A Primer on Industrial Crates
18 July 2014
Wooden shipping crates and heavy duty skids are designed for the size, weight, shape, fragility, sensitivity and destination of the items to be shipped. They may include floater bases and foam lining or supports for shock and vibration protection. Specialty hardware, blocking and ramps may be included to facilitate reuse or loading. Over design means paying for more wood, hardware and labor than you need, and under design can lead to damaged equipment and other consequential expenses.
The majority of industrial crates are the 601A design (see Figure 1). These are a light duty wooden shipping crates suitable for most purposes and can be strengthened with intermediate cleats (additional boards between the edge cleats) and/or thicker sheathing (the wood, usually plywood, that makes up the four panels and the top.)
When top loading is difficult or front loading desirable, or if the item to be crated is heavy or bulky, a 601A D/E (Drop End) crate may be called for (See Figure 2).
Once the item is on the base, the cap (the top, two sides and two ends) is placed over it and fastened to the skids, usually with lag screws. Depending on the type and weight of the item, the base may be plywood or lumber.

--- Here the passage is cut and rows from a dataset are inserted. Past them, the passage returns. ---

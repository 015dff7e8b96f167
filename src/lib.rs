//! `gnss-core`: RTCM v3 wire-format codec and Precise Point Positioning (PPP)
//! engine for multi-constellation, multi-frequency GNSS.
//!
//! The crate is split into the two pipelines described by its design
//! document: a bit-exact RTCM v3 frame scanner / message codec (module
//! [`rtcm`]) and an Extended Kalman Filter PPP engine (module [`ppp`]),
//! sharing a common GNSS data model (time, satellite identity, signals,
//! observations, ephemerides, SSR corrections, station metadata).

#[cfg(test)]
mod tests;

pub mod bitbuf;
pub mod crc24q;
pub mod ephemeris;
pub mod observation;
pub mod ppp;
pub mod rtcm;
pub mod signal;
pub mod ssr;
pub mod station;
pub mod sv;
pub mod time;

/// Common re-exports for downstream users of the crate.
pub mod prelude {
    pub use crate::bitbuf::{BitReader, BitWriter};
    pub use crate::ephemeris::{Ephemeris, EphemerisError, GlonassEphemeris, SbasEphemeris};
    pub use crate::observation::{LliFlags, ObservationEpoch, ObservationRecord};
    pub use crate::ppp::{PppConfig, PppFilter, PppStatus};
    pub use crate::rtcm::{Decoder, DecoderOptions, DispatchOutcome, RtcmError};
    pub use crate::signal::SignalCode;
    pub use crate::ssr::SsrCorrection;
    pub use crate::station::StationMetadata;
    pub use crate::sv::{Constellation, SV};
    pub use crate::time::GnssTime;
}
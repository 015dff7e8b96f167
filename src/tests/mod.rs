//! Shared test utilities for inline unit tests.

#[cfg(feature = "log")]
use log::LevelFilter;

#[cfg(feature = "log")]
use std::sync::Once;

#[cfg(feature = "log")]
static INIT: Once = Once::new();

#[cfg(feature = "log")]
pub fn init_logger() {
    INIT.call_once(|| {
        env_logger::builder()
            .is_test(true)
            .filter_level(LevelFilter::Debug)
            .init();
    });
}

#[cfg(not(feature = "log"))]
pub fn init_logger() {}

Depending on what you are shipping, whether it is a box, a sensitive product, a machine, or miscellaneous items, you might need just a pallet or a skid. A pallet with no bottom deck boards is called a skid (see Figure). Skids also refer to the timbers under a crate or base that allow for forklift entry. Or you may require full protection from the elements and potential damage, which requires a crate. In some cases, a base with a corrugated sleeve or cap may be sufficient. Risers, rails, removable supports or blocking, and ramps to facilitate loading and unloading, may be useful or required.